◆ Instructions to follow ◆
Go through the listing and return every line with "deletion" in it.
-------- Task inputs --------
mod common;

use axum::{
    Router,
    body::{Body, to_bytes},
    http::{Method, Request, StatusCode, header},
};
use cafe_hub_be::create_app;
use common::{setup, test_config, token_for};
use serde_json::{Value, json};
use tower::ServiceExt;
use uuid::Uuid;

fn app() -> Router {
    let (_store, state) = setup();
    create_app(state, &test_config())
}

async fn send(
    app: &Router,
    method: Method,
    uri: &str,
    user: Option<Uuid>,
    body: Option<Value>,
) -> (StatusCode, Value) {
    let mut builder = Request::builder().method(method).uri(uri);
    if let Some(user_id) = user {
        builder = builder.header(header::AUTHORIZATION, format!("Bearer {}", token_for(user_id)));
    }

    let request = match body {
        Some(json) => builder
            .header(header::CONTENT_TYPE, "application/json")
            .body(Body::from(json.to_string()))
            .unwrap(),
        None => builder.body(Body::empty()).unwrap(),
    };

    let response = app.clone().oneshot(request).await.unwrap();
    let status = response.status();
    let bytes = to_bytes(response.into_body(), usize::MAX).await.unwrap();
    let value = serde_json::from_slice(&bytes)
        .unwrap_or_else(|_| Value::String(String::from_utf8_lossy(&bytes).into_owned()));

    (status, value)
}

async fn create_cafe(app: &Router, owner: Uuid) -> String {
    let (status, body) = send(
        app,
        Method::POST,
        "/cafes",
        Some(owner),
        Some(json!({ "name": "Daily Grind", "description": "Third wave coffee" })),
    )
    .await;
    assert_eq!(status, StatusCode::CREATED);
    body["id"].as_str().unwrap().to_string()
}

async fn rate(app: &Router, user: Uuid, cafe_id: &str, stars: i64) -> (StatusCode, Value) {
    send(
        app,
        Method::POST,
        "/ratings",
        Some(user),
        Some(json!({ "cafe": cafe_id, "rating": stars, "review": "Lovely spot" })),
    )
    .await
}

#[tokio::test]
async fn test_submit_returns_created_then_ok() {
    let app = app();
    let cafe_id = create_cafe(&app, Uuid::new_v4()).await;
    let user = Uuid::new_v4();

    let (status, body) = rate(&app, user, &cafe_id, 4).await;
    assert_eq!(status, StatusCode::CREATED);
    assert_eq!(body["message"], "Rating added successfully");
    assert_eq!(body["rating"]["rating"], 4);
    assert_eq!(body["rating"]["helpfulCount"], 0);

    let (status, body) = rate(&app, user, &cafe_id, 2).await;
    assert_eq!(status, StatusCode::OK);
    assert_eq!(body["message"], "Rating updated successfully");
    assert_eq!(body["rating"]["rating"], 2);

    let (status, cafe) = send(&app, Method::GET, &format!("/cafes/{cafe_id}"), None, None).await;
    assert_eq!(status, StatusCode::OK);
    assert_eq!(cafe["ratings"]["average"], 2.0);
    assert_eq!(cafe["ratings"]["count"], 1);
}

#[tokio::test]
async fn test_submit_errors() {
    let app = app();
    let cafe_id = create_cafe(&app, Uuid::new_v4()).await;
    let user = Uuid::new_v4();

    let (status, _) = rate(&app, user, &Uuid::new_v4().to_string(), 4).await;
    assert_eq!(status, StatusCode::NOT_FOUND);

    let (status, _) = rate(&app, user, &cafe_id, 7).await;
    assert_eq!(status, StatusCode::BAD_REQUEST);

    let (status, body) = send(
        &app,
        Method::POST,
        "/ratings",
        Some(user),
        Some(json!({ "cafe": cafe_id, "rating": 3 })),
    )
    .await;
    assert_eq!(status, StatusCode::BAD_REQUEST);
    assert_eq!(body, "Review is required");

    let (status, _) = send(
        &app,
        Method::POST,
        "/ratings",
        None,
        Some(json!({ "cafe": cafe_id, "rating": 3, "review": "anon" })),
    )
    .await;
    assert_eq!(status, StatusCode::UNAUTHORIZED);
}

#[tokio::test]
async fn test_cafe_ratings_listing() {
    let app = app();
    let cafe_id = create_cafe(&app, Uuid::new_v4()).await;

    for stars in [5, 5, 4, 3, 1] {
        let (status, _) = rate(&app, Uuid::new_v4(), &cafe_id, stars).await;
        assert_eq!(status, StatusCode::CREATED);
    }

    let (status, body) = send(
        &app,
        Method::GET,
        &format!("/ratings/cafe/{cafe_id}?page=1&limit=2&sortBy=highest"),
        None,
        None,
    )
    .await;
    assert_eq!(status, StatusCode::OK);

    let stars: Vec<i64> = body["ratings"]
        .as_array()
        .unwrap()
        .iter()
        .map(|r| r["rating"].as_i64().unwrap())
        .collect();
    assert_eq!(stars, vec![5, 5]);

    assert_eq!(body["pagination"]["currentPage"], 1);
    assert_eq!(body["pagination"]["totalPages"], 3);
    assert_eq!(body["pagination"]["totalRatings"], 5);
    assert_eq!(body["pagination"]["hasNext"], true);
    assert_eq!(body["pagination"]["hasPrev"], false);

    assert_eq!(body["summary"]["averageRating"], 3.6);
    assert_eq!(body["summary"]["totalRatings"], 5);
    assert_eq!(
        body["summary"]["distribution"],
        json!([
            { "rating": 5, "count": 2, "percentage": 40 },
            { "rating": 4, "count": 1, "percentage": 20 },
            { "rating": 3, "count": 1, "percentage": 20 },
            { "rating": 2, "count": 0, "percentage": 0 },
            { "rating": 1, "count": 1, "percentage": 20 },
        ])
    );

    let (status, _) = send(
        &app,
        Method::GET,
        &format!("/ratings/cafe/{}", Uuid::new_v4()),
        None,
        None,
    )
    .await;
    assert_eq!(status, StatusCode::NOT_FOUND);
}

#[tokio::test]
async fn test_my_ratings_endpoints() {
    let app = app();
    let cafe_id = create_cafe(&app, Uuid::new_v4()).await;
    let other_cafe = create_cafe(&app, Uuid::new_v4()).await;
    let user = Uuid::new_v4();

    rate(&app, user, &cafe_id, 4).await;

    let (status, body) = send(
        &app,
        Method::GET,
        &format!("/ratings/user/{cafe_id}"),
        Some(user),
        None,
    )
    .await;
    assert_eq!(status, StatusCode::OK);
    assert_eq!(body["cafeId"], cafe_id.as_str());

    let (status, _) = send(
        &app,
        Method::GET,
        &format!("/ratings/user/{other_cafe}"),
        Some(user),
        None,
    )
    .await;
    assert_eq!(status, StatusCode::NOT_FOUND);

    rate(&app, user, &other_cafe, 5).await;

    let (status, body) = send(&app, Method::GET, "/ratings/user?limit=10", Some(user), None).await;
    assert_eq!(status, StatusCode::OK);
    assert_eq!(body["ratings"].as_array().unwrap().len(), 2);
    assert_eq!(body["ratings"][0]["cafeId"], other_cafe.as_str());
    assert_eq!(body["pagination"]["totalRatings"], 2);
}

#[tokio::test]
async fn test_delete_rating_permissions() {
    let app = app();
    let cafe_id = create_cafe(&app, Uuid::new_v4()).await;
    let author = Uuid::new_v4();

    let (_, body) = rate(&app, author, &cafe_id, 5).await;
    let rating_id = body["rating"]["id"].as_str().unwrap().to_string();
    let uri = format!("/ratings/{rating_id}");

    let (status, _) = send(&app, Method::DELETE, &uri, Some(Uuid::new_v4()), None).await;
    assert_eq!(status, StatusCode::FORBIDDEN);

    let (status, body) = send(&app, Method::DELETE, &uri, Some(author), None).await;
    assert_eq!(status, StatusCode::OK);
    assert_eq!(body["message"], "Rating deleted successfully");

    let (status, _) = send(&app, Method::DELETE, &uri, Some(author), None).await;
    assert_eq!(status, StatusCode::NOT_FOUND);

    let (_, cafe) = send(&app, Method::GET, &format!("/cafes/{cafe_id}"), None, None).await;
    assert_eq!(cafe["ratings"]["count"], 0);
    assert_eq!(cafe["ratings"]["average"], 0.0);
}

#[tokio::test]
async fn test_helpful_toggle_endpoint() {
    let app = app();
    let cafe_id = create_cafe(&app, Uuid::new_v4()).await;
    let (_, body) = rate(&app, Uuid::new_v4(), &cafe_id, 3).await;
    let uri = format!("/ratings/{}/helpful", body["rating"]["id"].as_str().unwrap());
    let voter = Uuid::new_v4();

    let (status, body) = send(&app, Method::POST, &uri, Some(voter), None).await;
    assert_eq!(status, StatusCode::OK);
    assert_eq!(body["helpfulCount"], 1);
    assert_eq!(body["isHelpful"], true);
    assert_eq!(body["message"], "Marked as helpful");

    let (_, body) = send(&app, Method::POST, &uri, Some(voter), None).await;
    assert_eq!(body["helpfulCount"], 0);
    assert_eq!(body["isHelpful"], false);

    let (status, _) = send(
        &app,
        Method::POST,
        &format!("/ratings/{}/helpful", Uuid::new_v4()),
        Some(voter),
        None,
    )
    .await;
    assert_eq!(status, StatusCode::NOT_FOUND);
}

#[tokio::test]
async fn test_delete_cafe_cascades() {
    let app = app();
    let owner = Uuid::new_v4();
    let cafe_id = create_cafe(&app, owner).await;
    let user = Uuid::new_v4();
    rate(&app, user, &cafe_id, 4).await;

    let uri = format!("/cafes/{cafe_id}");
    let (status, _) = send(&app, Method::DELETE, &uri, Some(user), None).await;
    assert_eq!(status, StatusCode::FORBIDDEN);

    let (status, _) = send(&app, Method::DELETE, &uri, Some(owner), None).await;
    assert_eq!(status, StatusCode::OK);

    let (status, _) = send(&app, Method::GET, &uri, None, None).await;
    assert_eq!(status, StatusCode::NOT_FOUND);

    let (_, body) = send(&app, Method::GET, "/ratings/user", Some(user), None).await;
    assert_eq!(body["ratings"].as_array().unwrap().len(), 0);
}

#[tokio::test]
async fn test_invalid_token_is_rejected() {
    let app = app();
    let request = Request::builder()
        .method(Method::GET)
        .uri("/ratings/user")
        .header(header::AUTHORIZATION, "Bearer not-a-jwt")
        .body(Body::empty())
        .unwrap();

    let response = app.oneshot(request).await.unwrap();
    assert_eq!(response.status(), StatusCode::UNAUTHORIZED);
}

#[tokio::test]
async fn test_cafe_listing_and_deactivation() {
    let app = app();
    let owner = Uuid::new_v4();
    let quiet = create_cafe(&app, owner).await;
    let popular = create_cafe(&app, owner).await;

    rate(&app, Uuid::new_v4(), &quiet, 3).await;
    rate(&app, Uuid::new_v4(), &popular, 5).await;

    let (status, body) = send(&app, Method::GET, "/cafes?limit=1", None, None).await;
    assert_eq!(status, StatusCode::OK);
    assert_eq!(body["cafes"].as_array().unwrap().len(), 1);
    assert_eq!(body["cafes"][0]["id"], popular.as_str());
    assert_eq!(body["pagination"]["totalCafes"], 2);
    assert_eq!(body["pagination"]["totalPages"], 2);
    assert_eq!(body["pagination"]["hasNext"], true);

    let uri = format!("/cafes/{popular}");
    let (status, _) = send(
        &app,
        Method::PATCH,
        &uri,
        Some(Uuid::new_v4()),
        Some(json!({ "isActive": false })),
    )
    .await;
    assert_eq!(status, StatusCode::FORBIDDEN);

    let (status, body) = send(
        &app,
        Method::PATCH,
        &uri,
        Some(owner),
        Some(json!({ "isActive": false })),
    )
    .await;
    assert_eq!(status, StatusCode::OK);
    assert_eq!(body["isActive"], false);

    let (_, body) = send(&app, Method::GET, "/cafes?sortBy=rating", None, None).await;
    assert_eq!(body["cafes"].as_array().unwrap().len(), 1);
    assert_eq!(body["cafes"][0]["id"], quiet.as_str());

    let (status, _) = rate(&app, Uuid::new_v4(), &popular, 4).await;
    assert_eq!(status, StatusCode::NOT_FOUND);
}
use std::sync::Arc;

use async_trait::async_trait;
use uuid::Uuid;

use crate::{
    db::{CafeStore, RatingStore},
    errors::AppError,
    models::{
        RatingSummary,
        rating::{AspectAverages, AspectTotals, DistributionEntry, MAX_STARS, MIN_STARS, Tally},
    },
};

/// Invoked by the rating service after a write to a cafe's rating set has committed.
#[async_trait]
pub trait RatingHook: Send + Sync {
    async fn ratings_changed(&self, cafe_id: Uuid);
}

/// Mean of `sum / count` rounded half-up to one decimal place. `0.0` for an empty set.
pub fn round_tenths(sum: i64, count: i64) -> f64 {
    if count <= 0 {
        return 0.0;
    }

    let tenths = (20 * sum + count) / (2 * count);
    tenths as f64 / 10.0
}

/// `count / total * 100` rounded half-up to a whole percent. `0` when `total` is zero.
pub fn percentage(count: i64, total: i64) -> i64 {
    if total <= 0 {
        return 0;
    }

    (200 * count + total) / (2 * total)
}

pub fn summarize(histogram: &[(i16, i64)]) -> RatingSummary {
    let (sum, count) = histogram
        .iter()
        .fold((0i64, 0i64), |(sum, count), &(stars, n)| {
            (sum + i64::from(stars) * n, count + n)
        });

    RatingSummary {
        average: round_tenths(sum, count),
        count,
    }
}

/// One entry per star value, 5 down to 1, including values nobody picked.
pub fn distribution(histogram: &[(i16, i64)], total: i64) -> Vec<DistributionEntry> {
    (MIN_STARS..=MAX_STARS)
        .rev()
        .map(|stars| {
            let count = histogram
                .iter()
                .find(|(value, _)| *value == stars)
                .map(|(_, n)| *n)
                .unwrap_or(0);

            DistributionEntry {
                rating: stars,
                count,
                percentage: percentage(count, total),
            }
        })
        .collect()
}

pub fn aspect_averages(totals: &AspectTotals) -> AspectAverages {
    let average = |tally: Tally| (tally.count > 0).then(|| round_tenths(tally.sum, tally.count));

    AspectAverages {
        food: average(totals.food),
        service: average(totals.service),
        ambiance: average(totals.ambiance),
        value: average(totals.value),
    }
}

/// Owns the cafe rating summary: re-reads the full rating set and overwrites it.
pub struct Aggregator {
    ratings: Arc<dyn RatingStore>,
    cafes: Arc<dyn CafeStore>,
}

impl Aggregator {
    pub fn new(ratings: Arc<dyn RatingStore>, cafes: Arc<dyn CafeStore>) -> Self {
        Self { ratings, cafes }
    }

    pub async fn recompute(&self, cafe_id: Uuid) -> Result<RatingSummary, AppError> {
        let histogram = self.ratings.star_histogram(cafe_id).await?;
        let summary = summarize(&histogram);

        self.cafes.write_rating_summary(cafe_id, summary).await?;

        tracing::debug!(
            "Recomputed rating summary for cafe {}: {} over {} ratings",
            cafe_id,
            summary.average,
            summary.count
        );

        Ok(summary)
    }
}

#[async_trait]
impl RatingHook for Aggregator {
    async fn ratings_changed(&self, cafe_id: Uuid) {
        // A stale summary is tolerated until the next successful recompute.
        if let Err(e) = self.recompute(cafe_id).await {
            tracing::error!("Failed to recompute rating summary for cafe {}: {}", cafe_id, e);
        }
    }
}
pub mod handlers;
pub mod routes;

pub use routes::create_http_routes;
--------
-------- Task inputs --------
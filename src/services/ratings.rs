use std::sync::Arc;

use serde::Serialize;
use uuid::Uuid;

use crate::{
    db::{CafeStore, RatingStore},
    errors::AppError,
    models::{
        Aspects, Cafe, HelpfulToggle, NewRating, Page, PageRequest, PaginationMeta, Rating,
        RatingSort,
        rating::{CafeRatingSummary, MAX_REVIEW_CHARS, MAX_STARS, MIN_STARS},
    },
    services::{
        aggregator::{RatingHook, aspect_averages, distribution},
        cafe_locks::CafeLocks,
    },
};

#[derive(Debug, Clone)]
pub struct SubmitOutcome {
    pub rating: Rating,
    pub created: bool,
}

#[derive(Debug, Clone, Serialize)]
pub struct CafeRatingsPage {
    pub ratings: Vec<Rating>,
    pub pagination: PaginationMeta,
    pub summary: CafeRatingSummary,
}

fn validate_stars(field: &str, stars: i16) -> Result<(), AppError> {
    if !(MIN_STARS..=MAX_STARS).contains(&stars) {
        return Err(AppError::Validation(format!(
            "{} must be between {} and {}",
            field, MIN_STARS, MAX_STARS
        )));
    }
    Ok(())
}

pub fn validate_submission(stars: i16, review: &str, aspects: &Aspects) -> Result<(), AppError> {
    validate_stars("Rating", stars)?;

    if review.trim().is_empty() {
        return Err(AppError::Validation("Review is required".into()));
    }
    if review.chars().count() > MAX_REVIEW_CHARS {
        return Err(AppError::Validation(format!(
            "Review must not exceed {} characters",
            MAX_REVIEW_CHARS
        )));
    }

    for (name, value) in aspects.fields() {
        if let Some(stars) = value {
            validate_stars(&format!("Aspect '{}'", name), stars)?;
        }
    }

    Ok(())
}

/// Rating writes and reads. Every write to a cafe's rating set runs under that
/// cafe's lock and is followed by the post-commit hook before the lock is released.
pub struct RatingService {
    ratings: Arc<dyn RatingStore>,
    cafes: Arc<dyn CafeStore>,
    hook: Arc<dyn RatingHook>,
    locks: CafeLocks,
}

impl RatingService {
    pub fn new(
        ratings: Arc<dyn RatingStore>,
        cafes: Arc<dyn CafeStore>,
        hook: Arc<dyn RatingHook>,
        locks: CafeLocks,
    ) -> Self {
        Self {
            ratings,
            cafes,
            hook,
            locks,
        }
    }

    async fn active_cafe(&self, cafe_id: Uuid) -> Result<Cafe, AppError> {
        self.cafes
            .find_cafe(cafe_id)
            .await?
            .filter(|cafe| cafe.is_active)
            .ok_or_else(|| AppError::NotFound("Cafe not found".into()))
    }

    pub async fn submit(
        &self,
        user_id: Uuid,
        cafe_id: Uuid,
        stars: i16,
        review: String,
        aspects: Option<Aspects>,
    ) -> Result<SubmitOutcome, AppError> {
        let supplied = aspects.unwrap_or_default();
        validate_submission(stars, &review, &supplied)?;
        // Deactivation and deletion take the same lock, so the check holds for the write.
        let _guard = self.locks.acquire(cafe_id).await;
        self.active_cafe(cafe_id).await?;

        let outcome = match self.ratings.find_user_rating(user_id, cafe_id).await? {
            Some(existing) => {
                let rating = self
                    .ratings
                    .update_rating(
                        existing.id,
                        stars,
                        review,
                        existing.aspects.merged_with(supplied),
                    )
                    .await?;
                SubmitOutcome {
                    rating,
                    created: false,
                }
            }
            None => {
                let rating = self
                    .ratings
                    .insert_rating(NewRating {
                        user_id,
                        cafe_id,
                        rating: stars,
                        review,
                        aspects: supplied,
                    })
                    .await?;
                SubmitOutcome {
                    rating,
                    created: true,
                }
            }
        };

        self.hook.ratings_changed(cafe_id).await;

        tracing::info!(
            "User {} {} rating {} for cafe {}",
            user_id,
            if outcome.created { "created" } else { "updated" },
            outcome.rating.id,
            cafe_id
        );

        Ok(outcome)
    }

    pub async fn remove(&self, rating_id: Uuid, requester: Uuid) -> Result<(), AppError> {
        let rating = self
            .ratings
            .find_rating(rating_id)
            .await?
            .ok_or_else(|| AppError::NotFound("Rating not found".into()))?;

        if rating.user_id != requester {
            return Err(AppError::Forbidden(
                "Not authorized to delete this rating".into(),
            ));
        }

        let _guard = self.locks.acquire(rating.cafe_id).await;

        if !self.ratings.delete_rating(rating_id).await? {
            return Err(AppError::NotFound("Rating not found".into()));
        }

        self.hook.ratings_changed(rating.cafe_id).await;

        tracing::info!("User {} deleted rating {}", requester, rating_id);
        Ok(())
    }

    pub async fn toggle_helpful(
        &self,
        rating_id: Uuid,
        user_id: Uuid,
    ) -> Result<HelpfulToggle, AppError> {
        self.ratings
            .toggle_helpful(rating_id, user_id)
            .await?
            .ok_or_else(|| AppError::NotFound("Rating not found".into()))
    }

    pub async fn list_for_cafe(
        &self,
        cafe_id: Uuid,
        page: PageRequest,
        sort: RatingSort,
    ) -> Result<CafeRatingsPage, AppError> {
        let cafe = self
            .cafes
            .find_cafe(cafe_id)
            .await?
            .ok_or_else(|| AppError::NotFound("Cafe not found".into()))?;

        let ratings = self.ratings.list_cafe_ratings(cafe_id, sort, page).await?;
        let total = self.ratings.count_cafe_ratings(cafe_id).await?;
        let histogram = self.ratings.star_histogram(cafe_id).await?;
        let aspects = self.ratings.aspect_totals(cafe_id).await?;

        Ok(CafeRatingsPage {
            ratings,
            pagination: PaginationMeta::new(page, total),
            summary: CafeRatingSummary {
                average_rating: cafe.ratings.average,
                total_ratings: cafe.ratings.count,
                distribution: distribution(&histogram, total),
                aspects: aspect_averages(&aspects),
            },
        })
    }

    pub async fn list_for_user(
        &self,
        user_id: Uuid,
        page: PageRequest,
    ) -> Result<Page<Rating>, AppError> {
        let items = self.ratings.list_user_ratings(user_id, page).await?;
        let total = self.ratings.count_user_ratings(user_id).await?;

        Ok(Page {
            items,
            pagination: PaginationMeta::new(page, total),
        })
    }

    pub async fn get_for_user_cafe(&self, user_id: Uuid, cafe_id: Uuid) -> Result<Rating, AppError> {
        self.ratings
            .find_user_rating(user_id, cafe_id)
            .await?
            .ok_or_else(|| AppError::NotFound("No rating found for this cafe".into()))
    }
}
--------
-------- Task inputs --------
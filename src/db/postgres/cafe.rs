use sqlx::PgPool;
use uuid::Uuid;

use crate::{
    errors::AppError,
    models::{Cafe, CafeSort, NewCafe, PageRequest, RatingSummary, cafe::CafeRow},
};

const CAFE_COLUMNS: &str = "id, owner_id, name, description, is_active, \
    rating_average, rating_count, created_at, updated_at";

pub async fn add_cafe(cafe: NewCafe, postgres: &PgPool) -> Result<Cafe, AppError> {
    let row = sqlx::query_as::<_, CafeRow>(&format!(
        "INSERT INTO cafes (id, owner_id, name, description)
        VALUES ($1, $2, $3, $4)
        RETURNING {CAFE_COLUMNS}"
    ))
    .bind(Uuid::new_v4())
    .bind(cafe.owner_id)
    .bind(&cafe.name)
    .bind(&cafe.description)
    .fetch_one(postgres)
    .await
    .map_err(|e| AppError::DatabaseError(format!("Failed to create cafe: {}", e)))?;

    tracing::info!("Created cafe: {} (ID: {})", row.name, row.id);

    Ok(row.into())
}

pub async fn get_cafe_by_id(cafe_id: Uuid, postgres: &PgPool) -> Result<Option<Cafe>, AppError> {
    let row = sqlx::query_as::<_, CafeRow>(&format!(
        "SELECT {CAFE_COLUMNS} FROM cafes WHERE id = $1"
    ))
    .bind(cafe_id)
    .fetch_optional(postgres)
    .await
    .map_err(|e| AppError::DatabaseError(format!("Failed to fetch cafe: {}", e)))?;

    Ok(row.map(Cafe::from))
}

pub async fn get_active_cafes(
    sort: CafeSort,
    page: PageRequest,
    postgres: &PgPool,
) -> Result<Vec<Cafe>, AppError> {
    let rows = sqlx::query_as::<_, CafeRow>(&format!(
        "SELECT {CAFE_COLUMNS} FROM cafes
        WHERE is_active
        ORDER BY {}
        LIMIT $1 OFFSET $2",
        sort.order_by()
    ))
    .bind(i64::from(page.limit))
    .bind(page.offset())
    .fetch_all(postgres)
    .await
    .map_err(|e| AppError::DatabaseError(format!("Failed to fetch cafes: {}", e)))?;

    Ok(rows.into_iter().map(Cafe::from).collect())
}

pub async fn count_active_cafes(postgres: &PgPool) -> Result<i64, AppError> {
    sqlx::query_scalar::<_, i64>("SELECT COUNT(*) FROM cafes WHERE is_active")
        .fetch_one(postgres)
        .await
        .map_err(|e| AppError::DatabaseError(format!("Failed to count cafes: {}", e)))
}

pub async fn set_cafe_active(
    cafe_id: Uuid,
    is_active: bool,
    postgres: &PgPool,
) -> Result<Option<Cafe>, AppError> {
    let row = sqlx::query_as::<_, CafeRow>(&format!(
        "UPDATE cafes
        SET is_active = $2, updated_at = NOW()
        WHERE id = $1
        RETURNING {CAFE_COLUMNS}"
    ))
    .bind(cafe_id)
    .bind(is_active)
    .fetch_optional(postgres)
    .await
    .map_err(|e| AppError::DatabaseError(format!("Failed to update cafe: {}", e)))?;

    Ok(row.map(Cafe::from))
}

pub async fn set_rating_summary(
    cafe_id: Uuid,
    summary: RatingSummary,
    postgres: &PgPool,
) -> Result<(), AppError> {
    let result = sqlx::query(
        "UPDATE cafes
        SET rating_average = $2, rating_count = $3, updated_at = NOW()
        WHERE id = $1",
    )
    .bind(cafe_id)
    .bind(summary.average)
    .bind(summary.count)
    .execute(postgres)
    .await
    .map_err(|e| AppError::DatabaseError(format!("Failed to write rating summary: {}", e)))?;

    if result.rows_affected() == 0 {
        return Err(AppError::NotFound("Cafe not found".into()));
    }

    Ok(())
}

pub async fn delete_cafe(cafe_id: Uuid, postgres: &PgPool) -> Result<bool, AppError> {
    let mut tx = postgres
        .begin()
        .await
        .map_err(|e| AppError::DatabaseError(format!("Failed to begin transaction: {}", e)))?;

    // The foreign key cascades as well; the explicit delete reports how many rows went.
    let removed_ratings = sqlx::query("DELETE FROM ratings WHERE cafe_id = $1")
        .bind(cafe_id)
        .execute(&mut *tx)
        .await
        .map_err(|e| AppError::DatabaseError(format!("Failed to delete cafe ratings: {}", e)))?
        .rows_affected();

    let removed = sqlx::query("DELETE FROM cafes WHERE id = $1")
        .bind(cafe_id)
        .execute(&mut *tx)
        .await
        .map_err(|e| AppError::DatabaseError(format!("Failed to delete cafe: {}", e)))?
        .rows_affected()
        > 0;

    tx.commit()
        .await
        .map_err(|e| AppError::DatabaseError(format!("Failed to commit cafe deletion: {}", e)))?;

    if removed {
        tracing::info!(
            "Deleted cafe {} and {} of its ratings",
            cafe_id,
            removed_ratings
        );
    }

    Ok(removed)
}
--------
◆ Answer to the exercise ◆
        // Deactivation and deletion take the same lock, so the check holds for the write.
        .map_err(|e| AppError::DatabaseError(format!("Failed to commit cafe deletion: {}", e)))?;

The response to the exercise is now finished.